# Operating a Vision Model as a Living System

In previous chapters, we learned how to:

- Train a computer vision model
- Evaluate its performance
- Deploy it using FastAPI and containers
- Monitor for drift
- Explain predictions using Grad-CAM

In this notebook, we shift perspective.

Instead of focusing on *training a model*, we focus on **operating a model over time**.

In the real world, models:

- Experience data drift
- Require retraining
- Must be versioned
- Need promotion decisions
- Should not automatically replace previous models

We will simulate a simple “production lifecycle”:

1. Train baseline model (v1)
2. Save artifacts + metadata
3. Simulate new incoming data
4. Detect drift
5. Retrain (v2)
6. Compare v1 vs v2
7. Decide whether to promote

This notebook runs fully locally using `tensorflow_datasets`.


In [2]:
import os
import json
import shutil
import numpy as np
import matplotlib.pyplot as plt
import tensorflow as tf
import tensorflow_datasets as tfds
from datetime import datetime
from scipy.stats import entropy

print("TensorFlow version:", tf.__version__)

IMG_SIZE = 160
BATCH_SIZE = 32
MODEL_DIR = "model_registry"

os.makedirs(MODEL_DIR, exist_ok=True)

# Load Dataset

(ds_train, ds_val), ds_info = tfds.load(
    "tf_flowers",
    split=["train[:80%]", "train[80%:]"],
    as_supervised=True,
    with_info=True
)

NUM_CLASSES = ds_info.features["label"].num_classes
CLASS_NAMES = ds_info.features["label"].names

def preprocess(image, label):
    image = tf.image.resize(image, (IMG_SIZE, IMG_SIZE))
    image = image / 255.0
    return image, label

ds_train = ds_train.map(preprocess).batch(BATCH_SIZE).prefetch(tf.data.AUTOTUNE)
ds_val = ds_val.map(preprocess).batch(BATCH_SIZE).prefetch(tf.data.AUTOTUNE)

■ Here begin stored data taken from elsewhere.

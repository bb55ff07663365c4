// SPDX-License-Identifier: BUSL-1.1
// Copyright (c) 2026 Alfred Jean LLC

// Allow panic!/unwrap/expect in test code
#![cfg_attr(test, allow(clippy::panic))]
#![cfg_attr(test, allow(clippy::unwrap_used))]
#![cfg_attr(test, allow(clippy::expect_used))]

//! `ws`: a thin client for the workspace orchestrator daemon. Every
//! subcommand is a single round trip (or a subscribe-and-tail) over
//! the HTTP+WS transport — no storage or runtime access lives here.

mod client;
mod color;
mod commands;
mod exit_error;
mod output;
mod table;

use clap::{CommandFactory, FromArgMatches, Parser, Subcommand};

use client::DaemonClient;
use commands::{project, workspace};
use exit_error::ExitError;
use output::OutputFormat;

#[derive(Parser)]
#[command(name = "ws", version, about = "Workspace orchestrator CLI")]
struct Cli {
    #[arg(long, value_enum, global = true, default_value_t = OutputFormat::Text)]
    format: OutputFormat,

    #[command(subcommand)]
    command: Command,
}

#[derive(Subcommand)]
enum Command {
    /// Workspace lifecycle, chat, and exec commands
    Workspace(workspace::WorkspaceArgs),
    /// Project branch listing and secrets
    Project(project::ProjectArgs),
}

#[tokio::main]
async fn main() {
    let matches = Cli::command().styles(color::styles()).get_matches();
    let cli = match Cli::from_arg_matches(&matches) {
        Ok(cli) => cli,
        Err(e) => e.exit(),
    };
    if let Err(err) = run(cli).await {
        match err.downcast::<ExitError>() {
            Ok(exit_error) => {
                eprintln!("{}", exit_error.message);
                std::process::exit(exit_error.code);
            }
            Err(err) => {
                eprintln!("{}: {err}", color::muted("error"));
                std::process::exit(1);
            }
        }
    }
}

async fn run(cli: Cli) -> anyhow::Result<()> {
    let client = DaemonClient::connect()?;
    match cli.command {
        Command::Workspace(args) => workspace::handle(args.command, &client, cli.format).await,
        Command::Project(args) => project::handle(args.command, &client, cli.format).await,
    }
}
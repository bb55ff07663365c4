// SPDX-License-Identifier: BUSL-1.1
// Copyright (c) 2026 Alfred Jean LLC

//! Shell-quoting and path-expansion helpers shared by every SSH
//! command construction site (spec.md §4.1.2).

/// Wraps `s` in single quotes, escaping embedded single quotes with the
/// `'\''` idiom. Tolerates dollar signs, backslashes, backticks, and
/// embedded newlines since single quotes suppress all shell expansion.
pub fn escape_for_shell(s: &str) -> String {
    let mut out = String::with_capacity(s.len() + 2);
    out.push('\'');
    for ch in s.chars() {
        if ch == '\'' {
            out.push_str("'\\''");
        } else {
            out.push(ch);
        }
    }
    out.push('\'');
    out
}

/// User-expands a leading `~` or `~/x` to `$HOME` / `$HOME/x` before the
/// path is embedded in a quoted remote command — the remote shell never
/// sees the tilde, since quoting would otherwise suppress its expansion.
pub fn expand_tilde_for_remote(path: &str) -> String {
    if path == "~" {
        "$HOME".to_string()
    } else if let Some(rest) = path.strip_prefix("~/") {
        format!("$HOME/{rest}")
    } else {
        path.to_string()
    }
}

/// Double-quotes `s`, escaping backslash, double-quote, and backtick but
/// leaving `$` untouched — used for the `cd` target so a pre-substituted
/// `$HOME` still expands on the remote shell (single quotes would
/// suppress that expansion entirely).
fn quote_preserving_variables(s: &str) -> String {
    let mut out = String::with_capacity(s.len() + 2);
    out.push('"');
    for ch in s.chars() {
        if matches!(ch, '\\' | '"' | '`') {
            out.push('\\');
        }
        out.push(ch);
    }
    out.push('"');
    out
}

/// Builds the full wrapped remote command: `cd <cwd> && <env exports> &&
/// bash -c <quoted user cmd>` (spec.md §4.1.2).
pub fn wrap_remote_command(cwd: &str, env: &[(String, String)], cmd: &str) -> String {
    let cwd = expand_tilde_for_remote(cwd);
    let mut parts = vec![format!("cd {}", quote_preserving_variables(&cwd))];
    for (k, v) in env {
        parts.push(format!("export {}={}", k, escape_for_shell(v)));
    }
    parts.push(format!("bash -c {}", escape_for_shell(cmd)));
    parts.join(" && ")
}

#[cfg(test)]
mod tests {
    use super::*;
    use yare::parameterized;

    #[parameterized(
        plain = { "hello", "'hello'" },
        single_quote = { "it's", "'it'\\''s'" },
        dollar = { "$HOME", "'$HOME'" },
        backtick = { "`cmd`", "'`cmd`'" },
        backslash = { "a\\b", "'a\\b'" },
        newline = { "a\nb", "'a\nb'" },
    )]
    fn escape_for_shell_cases(input: &str, expected: &str) {
        assert_eq!(escape_for_shell(input), expected);
    }

    #[test]
    fn expand_tilde_handles_bare_and_subpath() {
        assert_eq!(expand_tilde_for_remote("~"), "$HOME");
        assert_eq!(expand_tilde_for_remote("~/code"), "$HOME/code");
        assert_eq!(expand_tilde_for_remote("/abs/path"), "/abs/path");
    }

    #[test]
    fn wrap_remote_command_shape() {
        let wrapped = wrap_remote_command(
            "~/code",
            &[("FOO".to_string(), "bar baz".to_string())],
            "echo hi",
        );
        assert_eq!(
            wrapped,
            "cd \"$HOME/code\" && export FOO='bar baz' && bash -c 'echo hi'"
        );
    }
}
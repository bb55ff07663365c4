// SPDX-License-Identifier: BUSL-1.1
// Copyright (c) 2026 Alfred Jean LLC

//! Workspace identity, runtime binding, and materialized metadata.
//!
//! A workspace is an isolated (project, branch, runtime) triple with
//! its own chat history (spec.md §3, glossary). `id` is chosen at
//! creation and never changes; `name` is the user-visible label and
//! also the directory name under the project's worktree root.

use crate::id::WorkspaceId;
use chrono::{DateTime, Utc};
use serde::{Deserialize, Serialize};

/// Where a workspace's processes and files actually run.
#[derive(Debug, Clone, PartialEq, Eq, Serialize, Deserialize)]
#[serde(tag = "type", rename_all = "lowercase")]
pub enum RuntimeConfig {
    Local,
    Ssh {
        host: String,
        #[serde(rename = "srcBaseDir")]
        src_base_dir: String,
        #[serde(rename = "identityFile", skip_serializing_if = "Option::is_none")]
        identity_file: Option<String>,
        #[serde(skip_serializing_if = "Option::is_none")]
        port: Option<u16>,
    },
}

impl Default for RuntimeConfig {
    fn default() -> Self {
        RuntimeConfig::Local
    }
}

/// Materialized workspace metadata: the single source of truth shape
/// returned by `ConfigStore::getAllWorkspaceMetadata` and the
/// `workspace:list` / `workspace:getInfo` IPC channels.
#[derive(Debug, Clone, PartialEq, Eq, Serialize, Deserialize)]
pub struct Workspace {
    pub id: WorkspaceId,
    pub name: String,
    #[serde(rename = "projectPath")]
    pub project_path: String,
    /// Computed via `getWorkspacePath(projectPath, name)`; always kept
    /// in sync by `ConfigStore` on create/rename.
    pub path: String,
    #[serde(rename = "createdAt")]
    pub created_at: DateTime<Utc>,
    #[serde(rename = "runtimeConfig")]
    pub runtime_config: RuntimeConfig,
}

#[cfg(test)]
#[path = "workspace_tests.rs"]
mod tests;
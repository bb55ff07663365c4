// SPDX-License-Identifier: BUSL-1.1
// Copyright (c) 2026 Alfred Jean LLC

//! `ws project` — project-scoped branch listing and secrets.

use anyhow::Result;
use clap::{Args, Subcommand};
use serde_json::json;

use crate::client::DaemonClient;
use crate::output::{format_or_json, OutputFormat};

#[derive(Args)]
pub struct ProjectArgs {
    #[command(subcommand)]
    pub command: ProjectCommand,
}

#[derive(Subcommand)]
pub enum ProjectCommand {
    /// List projects with at least one workspace
    List,
    /// List git branches in a project, with a recommended trunk
    ListBranches { project_path: String },
    /// Print a project's stored secrets (values included)
    SecretsGet { project_path: String },
    /// Replace a project's secrets with `key=value` pairs
    SecretsSet {
        project_path: String,
        /// `key=value`; repeat per secret. Passing none clears all secrets.
        #[arg(value_parser = parse_secret)]
        secret: Vec<(String, String)>,
    },
}

fn parse_secret(raw: &str) -> Result<(String, String), String> {
    raw.split_once('=').map(|(k, v)| (k.to_string(), v.to_string())).ok_or_else(|| format!("expected key=value, got {raw:?}"))
}

pub async fn handle(command: ProjectCommand, client: &DaemonClient, format: OutputFormat) -> Result<()> {
    match command {
        ProjectCommand::List => {
            let paths = client.list_projects().await?;
            format_or_json(&paths, format, |paths| paths.join("\n"))
        }
        ProjectCommand::ListBranches { project_path } => {
            let result = client.list_branches(&project_path).await?;
            format_or_json(&result, format, |result| {
                let branches = result.get("branches").and_then(serde_json::Value::as_array).cloned().unwrap_or_default();
                let recommended = result.get("recommendedTrunk").and_then(serde_json::Value::as_str).unwrap_or("(none)");
                let mut out = format!("recommended trunk: {recommended}\n");
                for b in branches {
                    if let Some(b) = b.as_str() {
                        out.push_str(b);
                        out.push('\n');
                    }
                }
                out
            })
        }
        ProjectCommand::SecretsGet { project_path } => {
            let secrets = client.get_secrets(&project_path).await?;
            format_or_json(&secrets, format, |secrets| {
                secrets.iter().map(|s| format!("{}={}", s.key, s.value)).collect::<Vec<_>>().join("\n")
            })
        }
        ProjectCommand::SecretsSet { project_path, secret } => {
            let secrets = secret.into_iter().map(|(key, value)| ws_core::Secret { key, value }).collect();
            client.update_secrets(&project_path, secrets).await?;
            format_or_json(&json!("ok"), format, |_| "secrets updated".to_string())
        }
    }
}
// SPDX-License-Identifier: BUSL-1.1
// Copyright (c) 2026 Alfred Jean LLC

//! Shared error taxonomy (spec.md §7).
//!
//! Every crate boundary defines its own `thiserror` enum for its own
//! failure modes, but implements [`HasErrorKind`] so transport code
//! can translate any error into the right wire shape without
//! string-matching messages.

use serde::{Deserialize, Serialize};

/// Kind-level error taxonomy, carried as a tagged value rather than a
/// string so callers can branch on it.
#[derive(Debug, Clone, Copy, PartialEq, Eq, Serialize, Deserialize)]
#[serde(rename_all = "kebab-case")]
pub enum ErrorKind {
    /// Empty name, bad name format, empty message, empty command.
    Validation,
    /// Workspace id unknown, path missing.
    NotFound,
    /// Rename collision, workspace already exists.
    Conflict,
    /// Operation blocked by an active stream.
    Busy,
    /// Runtime-level failure (exec/file_io/network/unknown sub-kind).
    Runtime,
    /// Normalized provider/stream failure.
    Stream,
}

impl ErrorKind {
    pub fn as_str(&self) -> &'static str {
        match self {
            ErrorKind::Validation => "validation",
            ErrorKind::NotFound => "not-found",
            ErrorKind::Conflict => "conflict",
            ErrorKind::Busy => "busy",
            ErrorKind::Runtime => "runtime",
            ErrorKind::Stream => "stream",
        }
    }
}

impl std::fmt::Display for ErrorKind {
    fn fmt(&self, f: &mut std::fmt::Formatter<'_>) -> std::fmt::Result {
        f.write_str(self.as_str())
    }
}

/// Implemented by every crate-boundary error enum so the transport
/// layer can classify a failure without matching on message text.
pub trait HasErrorKind {
    fn kind(&self) -> ErrorKind;
}

/// Sub-kind for [`ErrorKind::Runtime`] failures (spec.md §4.1.3).
#[derive(Debug, Clone, Copy, PartialEq, Eq, Serialize, Deserialize)]
#[serde(rename_all = "snake_case")]
pub enum RuntimeErrorKind {
    Exec,
    FileIo,
    Network,
    Unknown,
}

impl std::fmt::Display for RuntimeErrorKind {
    fn fmt(&self, f: &mut std::fmt::Formatter<'_>) -> std::fmt::Result {
        let s = match self {
            RuntimeErrorKind::Exec => "exec",
            RuntimeErrorKind::FileIo => "file_io",
            RuntimeErrorKind::Network => "network",
            RuntimeErrorKind::Unknown => "unknown",
        };
        f.write_str(s)
    }
}
// SPDX-License-Identifier: BUSL-1.1
// Copyright (c) 2026 Alfred Jean LLC

//! Test builders and proptest strategies shared by other crates' test
//! suites. Gated behind `test-support` so production builds never pay
//! for it.

use crate::id::WorkspaceId;
use crate::workspace::{RuntimeConfig, Workspace};
use chrono::Utc;

/// Build a `Workspace` with sensible test defaults, overriding only
/// what the test cares about.
pub struct WorkspaceBuilder {
    id: WorkspaceId,
    name: String,
    project_path: String,
    runtime_config: RuntimeConfig,
}

impl Default for WorkspaceBuilder {
    fn default() -> Self {
        Self {
            id: WorkspaceId::new(),
            name: "test-workspace".to_string(),
            project_path: "/tmp/project".to_string(),
            runtime_config: RuntimeConfig::Local,
        }
    }
}

impl WorkspaceBuilder {
    pub fn new() -> Self {
        Self::default()
    }

    pub fn name(mut self, name: impl Into<String>) -> Self {
        self.name = name.into();
        self
    }

    pub fn project_path(mut self, path: impl Into<String>) -> Self {
        self.project_path = path.into();
        self
    }

    pub fn runtime_config(mut self, cfg: RuntimeConfig) -> Self {
        self.runtime_config = cfg;
        self
    }

    pub fn build(self) -> Workspace {
        let path = crate::project::workspace_path(&self.project_path, &self.name);
        Workspace {
            id: self.id,
            name: self.name,
            project_path: self.project_path,
            path,
            created_at: Utc::now(),
            runtime_config: self.runtime_config,
        }
    }
}

#[cfg(feature = "proptest")]
pub mod strategies {
    use proptest::prelude::*;

    /// Strategy generating strings that satisfy
    /// `[A-Za-z0-9][A-Za-z0-9._-]{0,62}`.
    pub fn valid_workspace_name() -> impl Strategy<Value = String> {
        "[A-Za-z0-9][A-Za-z0-9._-]{0,20}".prop_map(|s| s)
    }
}
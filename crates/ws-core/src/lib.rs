// SPDX-License-Identifier: BUSL-1.1
// Copyright (c) 2026 Alfred Jean LLC

// Allow panic!/unwrap/expect in test code
#![cfg_attr(test, allow(clippy::panic))]
#![cfg_attr(test, allow(clippy::unwrap_used))]
#![cfg_attr(test, allow(clippy::expect_used))]

//! ws-core: domain types for the workspace orchestrator — identifiers,
//! projects, workspaces, chat messages, stream events, and the
//! expander's displayed-message output. Pure data + validation, no
//! I/O: runtime, storage, and session behavior live in sibling crates.

pub mod macros;

pub mod breadcrumb;
pub mod clock;
pub mod displayed;
pub mod error;
pub mod id;
pub mod init_state;
pub mod message;
pub mod project;
pub mod stream_event;
pub mod validation;
pub mod workspace;

#[cfg(any(test, feature = "test-support"))]
pub mod test_support;

pub use breadcrumb::Breadcrumb;
pub use clock::{Clock, FakeClock, SystemClock};
pub use displayed::DisplayedMessage;
pub use error::{ErrorKind, HasErrorKind, RuntimeErrorKind};
pub use id::{MessageId, ToolCallId, WorkspaceId};
pub use init_state::{InitState, InitStatus, INIT_HISTORY_SEQUENCE};
pub use message::{Message, MessageMetadata, Part, Role, ToolCallState};
pub use project::{workspace_path, Project, Secret};
pub use stream_event::{InitStream, StreamEvent};
pub use validation::{
    validate_command, validate_message_text, validate_trunk, validate_workspace_name,
    ValidationError,
};
pub use workspace::{RuntimeConfig, Workspace};
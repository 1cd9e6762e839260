use crate::i18n::Language;
use anyhow::{Context, Result};

pub const DEFAULT_REGISTER_ENDPOINT: &str = "http://localhost:9009/api/register";

#[derive(Debug, Clone, PartialEq, Eq)]
pub struct Config {
    // Form
    pub language: Language,

    // Registration endpoint
    pub register_endpoint: String,
    pub request_timeout_secs: u64,

    // Mock server
    pub mock_server_port: u16,
}

impl Config {
    pub fn from_env() -> Result<Self> {
        let language = match std::env::var("FORM_LANGUAGE") {
            Ok(code) if !code.trim().is_empty() => {
                Language::from_code(&code).context("FORM_LANGUAGE is not a supported language")?
            }
            _ => Language::default_language(),
        };

        Ok(Self {
            language,

            register_endpoint: std::env::var("REGISTER_ENDPOINT")
                .unwrap_or_else(|_| DEFAULT_REGISTER_ENDPOINT.to_string()),
            request_timeout_secs: std::env::var("REGISTER_TIMEOUT_SECS")
                .ok()
                .and_then(|v| v.parse().ok())
                .unwrap_or(10),

            mock_server_port: std::env::var("MOCK_SERVER_PORT")
                .ok()
                .and_then(|v| v.parse().ok())
                .unwrap_or(9009),
        })
    }

    /// Apply a language tag given on the command line.
    pub fn with_language_arg(mut self, arg: Option<&str>) -> Result<Self> {
        if let Some(code) = arg {
            self.language = Language::from_code(code)
                .with_context(|| format!("Unsupported language argument '{}'", code))?;
        }
        Ok(self)
    }
}

impl Default for Config {
    fn default() -> Self {
        Self {
            language: Language::default_language(),
            register_endpoint: DEFAULT_REGISTER_ENDPOINT.to_string(),
            request_timeout_secs: 10,
            mock_server_port: 9009,
        }
    }
}
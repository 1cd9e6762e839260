//! Headless registration form.
//!
//! `form::FormController` holds the record, validates fields in the background
//! against a `schema::SchemaValidator`, gates submission on full-record
//! validity and submits through a `client::RegistrationService`. Labels are
//! rendered by `render::RenderedForm` from the `i18n` tables in English or
//! Spanish.

pub mod client;
pub mod config;
pub mod form;
pub mod i18n;
pub mod render;
pub mod schema;
pub mod server;
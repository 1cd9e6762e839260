//! Static text table for every label the registration form renders.

use crate::i18n::Language;

/// Keys into the text table.
#[derive(Debug, Clone, Copy, PartialEq, Eq, Hash)]
pub enum TextKey {
    HeadingCreateAccount,
    LabelUsername,
    PlaceholderUsername,
    FavLanguageLegend,
    FavLanguageJavascript,
    FavLanguageRust,
    LabelFavFood,
    FavFoodPlaceholder,
    FavFoodPizza,
    FavFoodSpaghetti,
    FavFoodBroccoli,
    LabelAcceptTerms,
    Submit,
}

impl TextKey {
    pub const ALL: [TextKey; 13] = [
        TextKey::HeadingCreateAccount,
        TextKey::LabelUsername,
        TextKey::PlaceholderUsername,
        TextKey::FavLanguageLegend,
        TextKey::FavLanguageJavascript,
        TextKey::FavLanguageRust,
        TextKey::LabelFavFood,
        TextKey::FavFoodPlaceholder,
        TextKey::FavFoodPizza,
        TextKey::FavFoodSpaghetti,
        TextKey::FavFoodBroccoli,
        TextKey::LabelAcceptTerms,
        TextKey::Submit,
    ];
}

/// Looks up display strings by `(language, key)`.
///
/// The language is always passed in by the caller; resolvers hold no notion
/// of a "current" language.
pub trait TextResolver: Send + Sync {
    fn text(&self, language: Language, key: TextKey) -> &str;
}

/// All localized labels for one language.
#[derive(Debug, Clone)]
pub struct LanguageStrings {
    // ==================== Heading ====================
    pub heading_create_account: &'static str,

    // ==================== Username ====================
    pub label_username: &'static str,
    pub placeholder_username: &'static str,

    // ==================== Favorite language ====================
    pub fav_language_legend: &'static str,
    pub fav_language_javascript: &'static str,
    pub fav_language_rust: &'static str,

    // ==================== Favorite food ====================
    pub label_fav_food: &'static str,
    /// First `<option>` of the select, bound to the empty value
    pub fav_food_placeholder: &'static str,
    pub fav_food_pizza: &'static str,
    pub fav_food_spaghetti: &'static str,
    pub fav_food_broccoli: &'static str,

    // ==================== Terms / submit ====================
    pub label_accept_terms: &'static str,
    pub submit: &'static str,
}

impl LanguageStrings {
    /// Strings for a language. Unknown languages fall back to English.
    pub fn for_language(language: Language) -> &'static LanguageStrings {
        match language.code() {
            "esp" => &SPANISH_STRINGS,
            _ => &ENGLISH_STRINGS,
        }
    }

    pub fn get(&self, key: TextKey) -> &'static str {
        match key {
            TextKey::HeadingCreateAccount => self.heading_create_account,
            TextKey::LabelUsername => self.label_username,
            TextKey::PlaceholderUsername => self.placeholder_username,
            TextKey::FavLanguageLegend => self.fav_language_legend,
            TextKey::FavLanguageJavascript => self.fav_language_javascript,
            TextKey::FavLanguageRust => self.fav_language_rust,
            TextKey::LabelFavFood => self.label_fav_food,
            TextKey::FavFoodPlaceholder => self.fav_food_placeholder,
            TextKey::FavFoodPizza => self.fav_food_pizza,
            TextKey::FavFoodSpaghetti => self.fav_food_spaghetti,
            TextKey::FavFoodBroccoli => self.fav_food_broccoli,
            TextKey::LabelAcceptTerms => self.label_accept_terms,
            TextKey::Submit => self.submit,
        }
    }
}

/// The built-in English/Spanish table.
#[derive(Debug, Clone, Copy, Default)]
pub struct StaticTextTable;

impl TextResolver for StaticTextTable {
    fn text(&self, language: Language, key: TextKey) -> &str {
        LanguageStrings::for_language(language).get(key)
    }
}

// ==================== English Strings ====================

pub const ENGLISH_STRINGS: LanguageStrings = LanguageStrings {
    heading_create_account: "Create an Account",

    label_username: "Username:",
    placeholder_username: "Type Username",

    fav_language_legend: "Favorite Language:",
    fav_language_javascript: "JavaScript",
    fav_language_rust: "Rust",

    label_fav_food: "Favorite Food:",
    fav_food_placeholder: "-- Select Favorite Food --",
    fav_food_pizza: "Pizza",
    fav_food_spaghetti: "Spaghetti",
    fav_food_broccoli: "Broccoli",

    label_accept_terms: "Agree to our terms",
    submit: "Submit",
};

// ==================== Spanish Strings ====================

pub const SPANISH_STRINGS: LanguageStrings = LanguageStrings {
    heading_create_account: "Crear una Cuenta",

    label_username: "Nombre de usuario:",
    placeholder_username: "Escriba su nombre de usuario",

    fav_language_legend: "Lenguaje Favorito:",
    fav_language_javascript: "JavaScript",
    fav_language_rust: "Rust",

    label_fav_food: "Comida Favorita:",
    fav_food_placeholder: "-- Seleccione su Comida Favorita --",
    fav_food_pizza: "Pizza",
    fav_food_spaghetti: "Espaguetis",
    fav_food_broccoli: "Brócoli",

    label_accept_terms: "Acepto los términos",
    submit: "Enviar",
};
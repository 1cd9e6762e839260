use crate::form::{Field, FieldErrors, FormValues};
use std::sync::Arc;

/// Result of the most recent full-record check.
#[derive(Debug, Clone, Copy, PartialEq, Eq, Default)]
pub enum RecordValidity {
    /// A check for the current values has not resolved yet.
    #[default]
    Pending,
    Valid,
    Invalid,
}

/// Outcome of the latest submit attempt.
#[derive(Debug, Clone, PartialEq, Eq)]
pub enum SubmissionOutcome {
    Succeeded(String),
    /// The message is whatever the server put in its error payload, if anything.
    Failed(Option<String>),
}

impl SubmissionOutcome {
    pub fn success_message(&self) -> Option<&str> {
        match self {
            SubmissionOutcome::Succeeded(message) => Some(message),
            SubmissionOutcome::Failed(_) => None,
        }
    }

    pub fn failure_message(&self) -> Option<&str> {
        match self {
            SubmissionOutcome::Succeeded(_) => None,
            SubmissionOutcome::Failed(message) => message.as_deref(),
        }
    }
}

/// Everything the rendering layer reads. Holds no validation logic.
#[derive(Debug, Clone, Default)]
pub struct FormState {
    values: Arc<FormValues>,
    errors: FieldErrors,
    outcome: Option<SubmissionOutcome>,
    record_validity: RecordValidity,
    in_flight: bool,
}

impl FormState {
    pub fn new() -> Self {
        Self::default()
    }

    /// Current values snapshot. Holders of an older snapshot keep seeing it unchanged.
    pub fn values(&self) -> &Arc<FormValues> {
        &self.values
    }

    pub fn errors(&self) -> &FieldErrors {
        &self.errors
    }

    pub fn outcome(&self) -> Option<&SubmissionOutcome> {
        self.outcome.as_ref()
    }

    pub fn success_message(&self) -> Option<&str> {
        self.outcome.as_ref().and_then(SubmissionOutcome::success_message)
    }

    pub fn failure_message(&self) -> Option<&str> {
        self.outcome.as_ref().and_then(SubmissionOutcome::failure_message)
    }

    pub fn record_validity(&self) -> RecordValidity {
        self.record_validity
    }

    pub fn in_flight(&self) -> bool {
        self.in_flight
    }

    /// The submit gate: the current record validated and nothing is in flight.
    pub fn submit_allowed(&self) -> bool {
        self.record_validity == RecordValidity::Valid && !self.in_flight
    }

    /// Replace the values snapshot. Invalidates the record check result.
    pub fn replace_values(&mut self, values: FormValues) -> Arc<FormValues> {
        self.values = Arc::new(values);
        self.record_validity = RecordValidity::Pending;
        Arc::clone(&self.values)
    }

    pub fn set_field_error(&mut self, field: Field, message: impl Into<String>) {
        self.errors.set(field, message);
    }

    pub fn clear_field_error(&mut self, field: Field) {
        self.errors.clear(field);
    }

    pub fn set_record_validity(&mut self, valid: bool) {
        self.record_validity = if valid {
            RecordValidity::Valid
        } else {
            RecordValidity::Invalid
        };
    }

    pub fn set_in_flight(&mut self, in_flight: bool) {
        self.in_flight = in_flight;
    }

    pub fn set_outcome(&mut self, outcome: SubmissionOutcome) {
        self.outcome = Some(outcome);
    }

    pub fn clear_outcome(&mut self) {
        self.outcome = None;
    }
}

print("Classes:", CLASS_NAMES)


TensorFlow version: 2.9.1
Classes: ['dandelion', 'daisy', 'tulips', 'sunflowers', 'roses']


In [3]:
# Build Model (Transfer Learning)

base_model = tf.keras.applications.MobileNetV2(
    input_shape=(IMG_SIZE, IMG_SIZE, 3),
    include_top=False,
    weights="imagenet"
)

base_model.trainable = False

model = tf.keras.Sequential([
    base_model,
    tf.keras.layers.GlobalAveragePooling2D(),
    tf.keras.layers.Dense(NUM_CLASSES, activation="softmax")
])

model.compile(
    optimizer="adam",
    loss="sparse_categorical_crossentropy",
    metrics=["accuracy"]
)

model.summary()


Model: "sequential"
_________________________________________________________________
 Layer (type)                Output Shape              Param #   
 mobilenetv2_1.00_160 (Funct  (None, 5, 5, 1280)       2257984   
 ional)                                                          
                                                                 
 global_average_pooling2d (G  (None, 1280)             0         
 lobalAveragePooling2D)                                          
                                                                 
 dense (Dense)               (None, 5)                 6405      
                                                                 
Total params: 2,264,389
Trainable params: 6,405
Non-trainable params: 2,257,984
_________________________________________________________________


In [4]:
# Train Baseline Model (v1)

history = model.fit(
    ds_train,
    validation_data=ds_val,
    epochs=3
)

val_loss, val_acc = model.evaluate(ds_val)
print("Validation accuracy (v1):", val_acc)


Epoch 1/3
Epoch 2/3
Epoch 3/3
Validation accuracy (v1): 0.8746594190597534


In [5]:
# Save Model + Metadata (Model Registry Simulation)

version = "v1"
version_path = os.path.join(MODEL_DIR, version)
os.makedirs(version_path, exist_ok=True)

model.save(os.path.join(version_path, "model"))

metadata = {
    "version": version,
    "timestamp": str(datetime.now()),
    "validation_accuracy": float(val_acc)
}

with open(os.path.join(version_path, "metadata.json"), "w") as f:
    json.dump(metadata, f, indent=4)

print("Saved model version:", version)




INFO:tensorflow:Assets written to: model_registry\v1\model\assets


INFO:tensorflow:Assets written to: model_registry\v1\model\assets


Saved model version: v1


In [6]:
# Simulate Incoming Drifted Data (we artificially introduce brightness shift)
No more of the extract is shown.